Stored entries
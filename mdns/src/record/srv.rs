use std::fmt;

use crate::subject::{ReadSubject, Subject};
use crate::wire::*;


/// A **SRV** record, which says where an instance of a service actually
/// lives: the hostname of the machine running it, and the port it listens
/// on.
///
/// # References
///
/// - [RFC 2782](https://tools.ietf.org/html/rfc2782) — A DNS RR for
///   specifying the location of services (February 2000)
#[derive(PartialEq, Debug, Clone)]
pub struct SRV {

    /// The priority of this host among all that get returned. Lower values
    /// are higher priority.
    pub priority: u16,

    /// A weight to choose among results with the same priority. Higher
    /// values are higher priority.
    pub weight: u16,

    /// The port the service is serving on.
    pub port: u16,

    /// The hostname of the machine the service is running on.
    pub target: Subject,
}

impl Wire for SRV {
    const NAME: &'static str = "SRV";
    const RR_TYPE: u16 = 0x0021;

    fn read(_stated_length: u16, c: &mut Cursor<&[u8]>) -> Result<Self, WireError> {
        let priority = c.read_u16::<BigEndian>()?;
        let weight   = c.read_u16::<BigEndian>()?;
        let port     = c.read_u16::<BigEndian>()?;
        let target   = c.read_subject()?;

        Ok(Self { priority, weight, port, target })
    }
}

impl fmt::Display for SRV {
    fn fmt(&self, f: &mut fmt::Formatter<'_>) -> fmt::Result {
        write!(f, "{} {} {} {}", self.priority, self.weight, self.port, self.target)
    }
}


#[cfg(test)]
mod test {
    use super::*;
    use pretty_assertions::assert_eq;

    #[test]
    fn parses() {
        let buf = &[
            0x00, 0x00,  // priority
            0x00, 0x05,  // weight
            0x1f, 0x49,  // port
            0x07, 0x6b, 0x69, 0x74, 0x63, 0x68, 0x65, 0x6e,  // "kitchen"
            0x05, 0x6c, 0x6f, 0x63, 0x61, 0x6c,  // "local"
            0x00,  // terminator
        ];

        assert_eq!(SRV::read(buf.len() as _, &mut Cursor::new(buf)).unwrap(),
                   SRV {
                       priority: 0,
                       weight: 5,
                       port: 8009,
                       target: Subject::encode("kitchen.local.").unwrap(),
                   });
    }

    #[test]
    fn field_order_is_big_endian() {
        let buf = &[
            0x00, 0x01,  // priority
            0x00, 0x02,  // weight
            0x00, 0x03,  // port
            0x00,  // root target
        ];

        let srv = SRV::read(buf.len() as _, &mut Cursor::new(buf)).unwrap();
        assert_eq!((srv.priority, srv.weight, srv.port), (1, 2, 3));
    }

    #[test]
    fn empty() {
        assert_eq!(SRV::read(0, &mut Cursor::new(&[])),
                   Err(WireError::IO));
    }
}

> Activity
Select all lines with the word "running" from the entries above.

> Written answer
/// lives: the hostname of the machine running it, and the port it listens
    /// The hostname of the machine the service is running on.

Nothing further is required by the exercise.